Using customer service interactions for promotions, for example, they can put information about the Webinar on their email signature to keep the buzz going about the webinar, more importantly, they can inform customers about the upcoming webinar during their interactions with them. This could also be true for sales and any team directly interacting with customers and prospects.
Reminding registrants to join when its time
Most people at work are driven by their calendar and while they may register out of interest or as a courtesy but may not attend if they are not nudged when it’s time to attend.
Make provisions for registrants to download a calendar invite either on iCal format or for specific devices.
While this may sound a bit technical but is the most important activity in ensuring that people do attend your webinar.
You can even form special teams to send out the personal calendar invites.
Instead of sending reminder days or a few hours before, it is observed that sending a reminder email just before the start of Webinar works surprisingly well in increasing participation.

When to organize a Webinar?

Organizing the webinar at a time when most of your target participants cannot attend will result in poor attendance on the D-Day.
You need to understand the work culture of your target participants to understand when they are most likely to attend.
Avoid periods of cultural or political events, summer holidays, festivities or times when people are expected to focus on quarterly or year closures.
Selecting a day in a week will decide the fate of your webinar more than anything, Wednesdays or Thursdays are good but depending upon which part of the world your participants are located could be completely different.

Don’t expect people to attend a webinar on Mondays or Friday afternoons.
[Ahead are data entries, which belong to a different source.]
//! Achievement evaluator
//!
//! Evaluates every catalog definition against a user's history and grants
//! any not-yet-held achievement whose criteria now hold. Evaluation is
//! read-mostly: its only side effect is grant creation, at most once per
//! (user, type). A catalog read failure aborts the whole pass with no
//! partial grants; callers treat the pass as best-effort.

use std::sync::Arc;

use bson::oid::ObjectId;
use chrono::NaiveDate;
use tracing::{debug, info};

use crate::achievements::catalog::AchievementCatalog;
use crate::achievements::grants::{GrantOutcome, GrantStore};
use crate::activity::ActivityStore;
use crate::calendar::{trailing_days, utc_today, window_start};
use crate::db::schemas::Criteria;
use crate::types::Result;

/// Evaluates catalog criteria and persists grants
pub struct AchievementEvaluator<C, A, G>
where
    C: AchievementCatalog,
    A: ActivityStore,
    G: GrantStore,
{
    catalog: Arc<C>,
    activity: Arc<A>,
    grants: Arc<G>,
}

impl<C, A, G> AchievementEvaluator<C, A, G>
where
    C: AchievementCatalog,
    A: ActivityStore,
    G: GrantStore,
{
    pub fn new(catalog: Arc<C>, activity: Arc<A>, grants: Arc<G>) -> Self {
        Self {
            catalog,
            activity,
            grants,
        }
    }

    /// Evaluate every definition for a user, anchored at the current UTC
    /// day. Returns the types granted by this pass.
    pub async fn evaluate(&self, user: &ObjectId) -> Result<Vec<String>> {
        self.evaluate_at(user, utc_today()).await
    }

    /// Evaluation anchored at an explicit day. Streaks are always anchored
    /// at `today`, not at the most recent log.
    pub async fn evaluate_at(&self, user: &ObjectId, today: NaiveDate) -> Result<Vec<String>> {
        let definitions = self.catalog.load_all().await?;

        let mut newly_granted = Vec::new();
        for definition in definitions {
            if !self.satisfied(user, &definition.criteria, today).await? {
                continue;
            }
            if self
                .grants
                .is_granted(user, &definition.achievement_type)
                .await?
            {
                continue;
            }

            match self
                .grants
                .try_grant(user, &definition.achievement_type)
                .await?
            {
                GrantOutcome::Granted => {
                    info!(user = %user, achievement = %definition.achievement_type, "Achievement unlocked");
                    newly_granted.push(definition.achievement_type);
                }
                GrantOutcome::AlreadyGranted => {
                    // Lost the race to a concurrent pass; not an error
                    debug!(user = %user, achievement = %definition.achievement_type, "Grant race lost");
                }
            }
        }

        Ok(newly_granted)
    }

    async fn satisfied(&self, user: &ObjectId, criteria: &Criteria, today: NaiveDate) -> Result<bool> {
        match criteria {
            Criteria::Count { log_kind, min } => {
                let count = self.activity.count_entries(user, *log_kind).await?;
                Ok(count >= u64::from(*min))
            }

            Criteria::CumulativeSum {
                log_kind,
                field,
                min,
            } => {
                let total = self.activity.sum_field(user, *log_kind, *field).await?;
                Ok(total >= *min)
            }

            Criteria::SingleInstance {
                log_kind,
                field,
                min,
            } => {
                let best = self.activity.max_field(user, *log_kind, *field).await?;
                Ok(best.map_or(false, |v| v >= *min))
            }

            Criteria::ActivityStreak { days } => {
                let start = window_start(today, *days);
                let active = self.activity.active_days_since(user, start).await?;
                // Satisfied only with no gap day in the trailing window;
                // a user who logged nothing today has no streak.
                Ok(trailing_days(today, *days)
                    .iter()
                    .all(|day| active.contains(day)))
            }

            Criteria::ValueStreak {
                log_kind,
                field,
                min,
                length,
            } => {
                let values = self.activity.dated_values(user, *log_kind, *field).await?;
                let mut run = 0u32;
                for (_, value) in values {
                    if value >= *min {
                        run += 1;
                        if run >= *length {
                            return Ok(true);
                        }
                    } else {
                        run = 0;
                    }
                }
                Ok(false)
            }
        }
    }
}

#[cfg(test)]
mod tests {
    use super::*;
    use crate::achievements::catalog::{default_catalog, InMemoryCatalog};
    use crate::achievements::grants::InMemoryGrantStore;
    use crate::activity::{InMemoryActivityStore, LogEntry};
    use crate::db::schemas::{MealDoc, SleepLogDoc, WorkoutDoc};
    use crate::types::VitalogError;
    use async_trait::async_trait;
    use chrono::{Duration, TimeZone, Utc};

    fn harness() -> (
        Arc<InMemoryActivityStore>,
        Arc<InMemoryGrantStore>,
        AchievementEvaluator<InMemoryCatalog, InMemoryActivityStore, InMemoryGrantStore>,
    ) {
        let catalog = Arc::new(InMemoryCatalog::new(default_catalog()));
        let activity = Arc::new(InMemoryActivityStore::new());
        let grants = Arc::new(InMemoryGrantStore::new());
        let evaluator = AchievementEvaluator::new(catalog, activity.clone(), grants.clone());
        (activity, grants, evaluator)
    }

    fn on_day(day: NaiveDate, hour: u32) -> bson::DateTime {
        bson::DateTime::from_chrono(
            Utc.with_ymd_and_hms(2025, 1, 1, hour, 0, 0).unwrap()
                + Duration::days((day - NaiveDate::from_ymd_opt(2025, 1, 1).unwrap()).num_days()),
        )
    }

    fn d(day: u32) -> NaiveDate {
        NaiveDate::from_ymd_opt(2025, 1, day).unwrap()
    }

    fn meal(user: ObjectId, calories: f64, date: bson::DateTime) -> LogEntry {
        LogEntry::Meal(MealDoc::new(user, "Oatmeal".into(), calories, 12.0, date))
    }

    fn workout(user: ObjectId, calories: f64, date: bson::DateTime) -> LogEntry {
        LogEntry::Workout(WorkoutDoc::new(user, "Running".into(), 30.0, calories, date))
    }

    fn sleep(user: ObjectId, minutes: i64, wake: bson::DateTime) -> LogEntry {
        let bed = bson::DateTime::from_millis(wake.timestamp_millis() - minutes * 60_000);
        LogEntry::Sleep(SleepLogDoc::new(user, bed, wake))
    }

    #[tokio::test]
    async fn count_threshold_requires_five_meals() {
        let (activity, _, evaluator) = harness();
        let user = ObjectId::new();

        for i in 0..4 {
            activity.insert(meal(user, 400.0, on_day(d(10), 8 + i))).await;
        }
        let granted = evaluator.evaluate_at(&user, d(10)).await.unwrap();
        assert!(!granted.contains(&"FiveMeals".to_string()));

        activity.insert(meal(user, 400.0, on_day(d(10), 12))).await;
        let granted = evaluator.evaluate_at(&user, d(10)).await.unwrap();
        assert!(granted.contains(&"FiveMeals".to_string()));
    }

    #[tokio::test]
    async fn cumulative_sum_granted_at_exact_threshold() {
        let (activity, grants, evaluator) = harness();
        let user = ObjectId::new();

        activity.insert(workout(user, 999.0, on_day(d(10), 7))).await;
        evaluator.evaluate_at(&user, d(10)).await.unwrap();
        assert!(!grants.is_granted(&user, "Calories1000").await.unwrap());

        activity.insert(workout(user, 1.0, on_day(d(10), 18))).await;
        let granted = evaluator.evaluate_at(&user, d(10)).await.unwrap();
        assert!(granted.contains(&"Calories1000".to_string()));
    }

    #[tokio::test]
    async fn single_instance_requires_one_long_night() {
        let (activity, grants, evaluator) = harness();
        let user = ObjectId::new();

        activity.insert(sleep(user, 419, on_day(d(10), 6))).await;
        evaluator.evaluate_at(&user, d(10)).await.unwrap();
        assert!(!grants.is_granted(&user, "SleepChampion").await.unwrap());

        activity.insert(sleep(user, 420, on_day(d(11), 6))).await;
        evaluator.evaluate_at(&user, d(11)).await.unwrap();
        assert!(grants.is_granted(&user, "SleepChampion").await.unwrap());
    }

    #[tokio::test]
    async fn activity_streak_fails_on_gap_day() {
        let (activity, grants, evaluator) = harness();
        let user = ObjectId::new();
        let today = d(10);

        // Days D-6..D-2 and D logged, D-1 missing
        for back in [6, 5, 4, 3, 2, 0] {
            let day = today - Duration::days(back);
            activity.insert(meal(user, 400.0, on_day(day, 12))).await;
        }

        evaluator.evaluate_at(&user, today).await.unwrap();
        assert!(!grants.is_granted(&user, "Streak7Days").await.unwrap());
    }

    #[tokio::test]
    async fn activity_streak_granted_on_full_window() {
        let (activity, grants, evaluator) = harness();
        let user = ObjectId::new();
        let today = d(10);

        for back in 0..7 {
            let day = today - Duration::days(back);
            // Mix of meals and workouts; either qualifies
            if back % 2 == 0 {
                activity.insert(meal(user, 400.0, on_day(day, 12))).await;
            } else {
                activity.insert(workout(user, 100.0, on_day(day, 7))).await;
            }
        }

        evaluator.evaluate_at(&user, today).await.unwrap();
        assert!(grants.is_granted(&user, "Streak7Days").await.unwrap());
    }

    #[tokio::test]
    async fn streak_is_anchored_at_today_not_last_log() {
        let (activity, grants, evaluator) = harness();
        let user = ObjectId::new();
        let today = d(10);

        // Seven straight days, but the last of them was yesterday
        for back in 1..=7 {
            let day = today - Duration::days(back);
            activity.insert(meal(user, 400.0, on_day(day, 12))).await;
        }

        evaluator.evaluate_at(&user, today).await.unwrap();
        assert!(!grants.is_granted(&user, "Streak7Days").await.unwrap());
    }

    #[tokio::test]
    async fn value_streak_resets_on_short_night() {
        let (activity, grants, evaluator) = harness();
        let user = ObjectId::new();

        activity.insert(sleep(user, 430, on_day(d(1), 6))).await;
        activity.insert(sleep(user, 440, on_day(d(2), 6))).await;
        activity.insert(sleep(user, 300, on_day(d(3), 6))).await; // resets
        activity.insert(sleep(user, 450, on_day(d(4), 6))).await;
        activity.insert(sleep(user, 460, on_day(d(5), 6))).await;

        evaluator.evaluate_at(&user, d(5)).await.unwrap();
        assert!(!grants.is_granted(&user, "SleepStreak3").await.unwrap());

        activity.insert(sleep(user, 470, on_day(d(6), 6))).await;
        evaluator.evaluate_at(&user, d(6)).await.unwrap();
        assert!(grants.is_granted(&user, "SleepStreak3").await.unwrap());
    }

    #[tokio::test]
    async fn value_streak_counts_same_day_records_separately() {
        let (activity, grants, evaluator) = harness();
        let user = ObjectId::new();

        // Two qualifying sessions waking the same day plus one the next:
        // three records, three counter increments (no de-duplication)
        activity.insert(sleep(user, 430, on_day(d(1), 6))).await;
        activity.insert(sleep(user, 430, on_day(d(1), 22))).await;
        activity.insert(sleep(user, 430, on_day(d(2), 6))).await;

        evaluator.evaluate_at(&user, d(2)).await.unwrap();
        assert!(grants.is_granted(&user, "SleepStreak3").await.unwrap());
    }

    #[tokio::test]
    async fn concurrent_passes_grant_at_most_once() {
        let catalog = Arc::new(InMemoryCatalog::new(default_catalog()));
        let activity = Arc::new(InMemoryActivityStore::new());
        let grants = Arc::new(InMemoryGrantStore::new());
        let evaluator = Arc::new(AchievementEvaluator::new(
            catalog,
            activity.clone(),
            grants.clone(),
        ));

        let user = ObjectId::new();
        for i in 0..5 {
            activity.insert(meal(user, 400.0, on_day(d(10), 8 + i))).await;
        }

        let mut handles = Vec::new();
        for _ in 0..8 {
            let evaluator = evaluator.clone();
            handles.push(tokio::spawn(async move {
                evaluator.evaluate_at(&user, d(10)).await.unwrap()
            }));
        }

        let mut total_new_grants = 0;
        for handle in handles {
            let newly = handle.await.unwrap();
            total_new_grants += newly
                .iter()
                .filter(|t| t.as_str() == "FiveMeals")
                .count();
        }

        assert_eq!(total_new_grants, 1);
        assert!(grants.is_granted(&user, "FiveMeals").await.unwrap());
    }

    struct FailingCatalog;

    #[async_trait]
    impl AchievementCatalog for FailingCatalog {
        async fn load_all(&self) -> Result<Vec<crate::db::schemas::MasterAchievementDoc>> {
            Err(VitalogError::Catalog("connection refused".into()))
        }
    }

    #[tokio::test]
    async fn catalog_failure_aborts_pass_with_no_grants() {
        let activity = Arc::new(InMemoryActivityStore::new());
        let grants = Arc::new(InMemoryGrantStore::new());
        let evaluator =
            AchievementEvaluator::new(Arc::new(FailingCatalog), activity.clone(), grants.clone());

        let user = ObjectId::new();
        for i in 0..5 {
            activity.insert(meal(user, 400.0, on_day(d(10), 8 + i))).await;
        }

        let result = evaluator.evaluate_at(&user, d(10)).await;
        assert!(matches!(result, Err(VitalogError::Catalog(_))));
        assert!(grants.granted_types(&user).await.is_empty());
    }

    #[tokio::test]
    async fn already_held_achievements_are_skipped() {
        let (activity, grants, evaluator) = harness();
        let user = ObjectId::new();

        activity.insert(workout(user, 100.0, on_day(d(10), 7))).await;

        let first = evaluator.evaluate_at(&user, d(10)).await.unwrap();
        assert!(first.contains(&"FirstWorkout".to_string()));

        let second = evaluator.evaluate_at(&user, d(10)).await.unwrap();
        assert!(second.is_empty());
        assert_eq!(grants.granted_types(&user).await, vec!["FirstWorkout"]);
    }
}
Once you have selected the day it is important to organize a webinar when people are expected to have time, and not when they are busy in meetings or finishing their daily work-related tasks. An hour right after the lunch is ideal but could also be 2nd hour after the start of the day.
Avoid days leading or during the big industry events when most people are either busy preparing or attending for those events. It’s generally a good practice to do it just after a major event unless you have reason to do it during or right before the event to disrupt the competitor.
If you have a hard time finding the answer to the above pattern, ask your field sales representatives to know the best time for your customers or prospects to accept the webinar invite.
At last, announce webinar dates at least two to four weeks in advance, when their calendars are expected to be free or they can free up time in their calendar. Organizing in weeks’ notice is expected to result in poor acceptance.
Webinar Duration
While speakers may ask for more time, you should keep in mind that people on average don’t give more than 40 minutes for a webinar. Therefore, ideally, you should never set up a webinar for more than an hour.
The duration of the webinar decides the fate of its success.

An hour-long Webinars on an average are designed with 5-30-15 minutes blocks.

The first 5 minutes for the introduction and next 30 minutes for the content of the webinar and the next 15 minutes for participant Q&A if any, leaving the remaining 10 minutes to cover for spillover anywhere else.
Remember Webinars, as a marketing event have a huge disadvantage for organizers and an advantage for attendees, that participants can walk out anytime they would like.
Therefore, in the end, its the content of your webinar that will determine the success of your webinar, but that’s not the topic for this article.

Webinars are not a quick fix solution

Webinars are been there for more than a decade and not everyone has mastered the art of webinars, they need detailed preparation right from selecting the topics you want to cover, leads you to want to generate, who will speak and what and so on.
In the end, webinars are similar to offline marketing events, if deployed correctly they could result in effective sales and marketing solutions.
Moreover, the world is getting used to working remotely, leading to Webinars becoming an important tool in your overall marketing strategy.